Третий традиционный  конкурс  на звание лучшего Автора года.
Тема от Олега Дивова: "Ложь во спасение".
Работы принимаются с 23.01.2006 по 13.02.2006, до 00:00 по Мск включительно.
Участие в конкурсе ограничено. Подробности в Правилах.

Курам на смех

Сообщение Автор Январь 29th, 2006, 9:21 pm

КУРАМ НА СМЕХ

Николай большую половину жизни рапортовал, красил бордюры в парково-хозяйственный день, вёл отчётность на вещевом складе… Отслужив прапорщиком, он получил от армии небольшую квартиру в областном центре.
Казалось, вот она жизнь только начинается! Не надо рано вставать, идти на построение, заступать в наряды… Но Николай был недоволен новым «званием» пенсионера. Общительный и ответственный он вдруг оказался в непривычных условиях: знакомых нет, рад бы поработать, но найти подходящее место без протекции невозможно. «Если помру, вынести некому будет! – горько вздыхал он, жалуясь мне на одиночество, - Кругом не то, Гриша, не то…»
Два года как он перебрался в небольшую деревеньку под Вышний Волочёк, стал уважаемым человеком, крепким хозяином, отжил, что называется после метания по городу.
Иногда приезжаю к нему на охоту и рыбалку, не забываю бывшего соседа.
В тот день я спешил домой после педсовета длившегося необычайно долго - три часа. Завибрировал в кармане телефон…
- Гриша? – спросил Николай хриплым голосом.
- Я.
- Здравствуй. Приезжай. Не кому душу открыть, - сказал он и отсоединился – бережёт деньги.
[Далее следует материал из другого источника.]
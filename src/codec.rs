//! Chunk compressors, configured the way Zarr v2 `compressor` entries are

use crate::error::{Result, XcubeError};
use flate2::read::{ZlibDecoder, ZlibEncoder};
use flate2::Compression as FlateCompression;
use serde_json::{json, Value};
use std::io::Read;
use std::sync::Arc;

/// Default compression level used when a config omits it
pub const DEFAULT_LEVEL: i32 = 1;

/// Trait for chunk compression/decompression
pub trait Codec: Send + Sync + std::fmt::Debug {
    /// Compress chunk bytes
    fn encode(&self, data: &[u8]) -> Result<Vec<u8>>;

    /// Decompress chunk bytes
    fn decode(&self, data: &[u8], expected_size: Option<usize>) -> Result<Vec<u8>>;

    /// Codec identifier, e.g. `"zlib"`
    fn id(&self) -> &'static str;

    /// JSON configuration as written into `.zarray`
    fn config(&self) -> Value;
}

/// Zlib compression
#[derive(Debug, Clone, Copy, PartialEq, Eq)]
pub struct ZlibCodec {
    level: u32,
}

impl ZlibCodec {
    /// Create a zlib codec, levels above 9 are clamped
    pub fn new(level: u32) -> Self {
        Self {
            level: level.min(9),
        }
    }

    pub fn level(&self) -> u32 {
        self.level
    }
}

impl Default for ZlibCodec {
    fn default() -> Self {
        Self::new(DEFAULT_LEVEL as u32)
    }
}

impl Codec for ZlibCodec {
    fn encode(&self, data: &[u8]) -> Result<Vec<u8>> {
        let mut encoder = ZlibEncoder::new(data, FlateCompression::new(self.level));
        let mut compressed = Vec::new();
        encoder
            .read_to_end(&mut compressed)
            .map_err(|e| XcubeError::Codec(e.to_string()))?;
        Ok(compressed)
    }

    fn decode(&self, data: &[u8], expected_size: Option<usize>) -> Result<Vec<u8>> {
        let mut decoder = ZlibDecoder::new(data);
        let mut decompressed = match expected_size {
            Some(size) => Vec::with_capacity(size),
            None => Vec::new(),
        };
        decoder
            .read_to_end(&mut decompressed)
            .map_err(|e| XcubeError::Codec(e.to_string()))?;
        Ok(decompressed)
    }

    fn id(&self) -> &'static str {
        "zlib"
    }

    fn config(&self) -> Value {
        json!({"id": self.id(), "level": self.level})
    }
}

/// Zstandard compression
#[derive(Debug, Clone, Copy, PartialEq, Eq)]
pub struct ZstdCodec {
    level: i32,
}

impl ZstdCodec {
    pub fn new(level: i32) -> Self {
        Self { level }
    }

    pub fn level(&self) -> i32 {
        self.level
    }
}

impl Default for ZstdCodec {
    fn default() -> Self {
        Self::new(DEFAULT_LEVEL)
    }
}

impl Codec for ZstdCodec {
    fn encode(&self, data: &[u8]) -> Result<Vec<u8>> {
        zstd::encode_all(data, self.level).map_err(|e| XcubeError::Codec(e.to_string()))
    }

    fn decode(&self, data: &[u8], _expected_size: Option<usize>) -> Result<Vec<u8>> {
        zstd::decode_all(data).map_err(|e| XcubeError::Codec(e.to_string()))
    }

    fn id(&self) -> &'static str {
        "zstd"
    }

    fn config(&self) -> Value {
        json!({"id": self.id(), "level": self.level})
    }
}

/// Build a codec from a Zarr v2 compressor configuration
pub fn codec_from_config(config: &Value) -> Result<Arc<dyn Codec>> {
    let id = config
        .get("id")
        .and_then(Value::as_str)
        .ok_or_else(|| XcubeError::Codec(format!("missing codec id in {config}")))?;
    let level = config
        .get("level")
        .and_then(Value::as_i64)
        .unwrap_or(DEFAULT_LEVEL as i64);
    match id {
        "zlib" => Ok(Arc::new(ZlibCodec::new(level.max(0) as u32))),
        "zstd" => Ok(Arc::new(ZstdCodec::new(level as i32))),
        _ => Err(XcubeError::Codec(format!("unsupported codec {id:?}"))),
    }
}

#[cfg(test)]
mod tests {
    use super::*;

    #[test]
    fn test_zlib() {
        let codec = ZlibCodec::default();
        let data = b"Hello, cube! ".repeat(100);
        let compressed = codec.encode(&data).unwrap();
        assert!(compressed.len() < data.len());
        let decompressed = codec.decode(&compressed, Some(data.len())).unwrap();
        assert_eq!(decompressed, data);
    }

    #[test]
    fn test_zstd() {
        let codec = ZstdCodec::new(3);
        let data = vec![7u8; 4096];
        let compressed = codec.encode(&data).unwrap();
        assert!(compressed.len() < data.len());
        assert_eq!(codec.decode(&compressed, None).unwrap(), data);
    }

    #[test]
    fn test_zlib_level_is_clamped() {
        assert_eq!(ZlibCodec::new(42).level(), 9);
    }

    #[test]
    fn test_codec_from_config() {
        let codec = codec_from_config(&json!({"id": "zlib", "level": 5})).unwrap();
        assert_eq!(codec.id(), "zlib");
        assert_eq!(codec.config(), json!({"id": "zlib", "level": 5}));

        let codec = codec_from_config(&json!({"id": "zstd"})).unwrap();
        assert_eq!(codec.config(), json!({"id": "zstd", "level": 1}));

        assert!(codec_from_config(&json!({"id": "blosc"})).is_err());
        assert!(codec_from_config(&json!({"level": 1})).is_err());
    }

    #[test]
    fn test_decode_garbage_fails() {
        assert!(ZlibCodec::default().decode(b"not zlib", None).is_err());
    }
}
Перезванивать бесполезно, всё равно ничего не объяснит. Пришлось ехать к нему в деревню.
Сойдя с электрички, пошёл я, вглядываясь в полосатый от теней снег по просёлочной дороге.
Луна волчья, слепящая.
Треск сучьев создавал присутствие дикого зверья. В какой-то момент это меня испугало, заставило чаще переставлять ноги на хрусткой от снега тропинке.
Выйдя из леса, я увидел первый дом с заметённым снегом редкозубым заборчиком и с тёмными окнами – деревенские старики имеют привычку экономить электричество и ложиться спать рано, посмотрев по телевизору последние новости.
Пройдя по вымерзшей улице, я, сопровождаемый неприветливо озлобленным собачьим лаем свернул к дому Николая.
Нажимаю на покрытую инеем кнопку звонка.
Николай в расстегнутом армейском тулупе, надетом на старую тельняшку, открывает ворота.
- Ты ли это, Гриша? – спрашивает хриплым прокуренным голосом. Радость встречи звучит в интонации.
Я, улыбаясь, молчу - озяб в дороге, мечтаю о тепле, покашливаю.
- А ну, покажись-ка, - командует он, поднеся к моему лицу фонарь.
- Николай, – разлепляю промерзшие губы, - не признал что ль?- дыхание вырывается паром изо рта.
Он разводит руки, хлопает меня по плечу широкой ладонью. Я с трудом удерживаюсь на окоченевших до костей ногах в кургузых ботинках.
- Соизволил-таки навестить, - бубнит он мне, подталкивая в спину.
Ху! – выдыхаю, войдя в натопленную избу и стащив с бело-синих рук перчатки. Николай помогает снять куртку и мокрую от растаявшего снега шапку.
- Там, - тычу пальцем в свою дорожную сумку и прикладываю ладони к печке.
Он понимает. Осторожно вынимает побелевшую от конденсата литровую бутылку «парламента».
- Ух, ты! – диву даётся. – Магазинная!
Я присаживаюсь поближе к трещащей поленьями печке-буржуйке с вмятиной на боку. Спина начинает понемногу согреваться. Покалывая, с ног слазит змеиной шкурой холод… Мне уже хорошо и хочется спать, но Николай выставляет на стол закуску.
- Давай, Гриша, выпьем за твой приезд! Я как раз ужинать собирался, – предлагает он и снимает крышку с невысокой эмалированной кастрюльки в крупный зелёный горошек. Парок джином взвивается вверх от разваренной картошки.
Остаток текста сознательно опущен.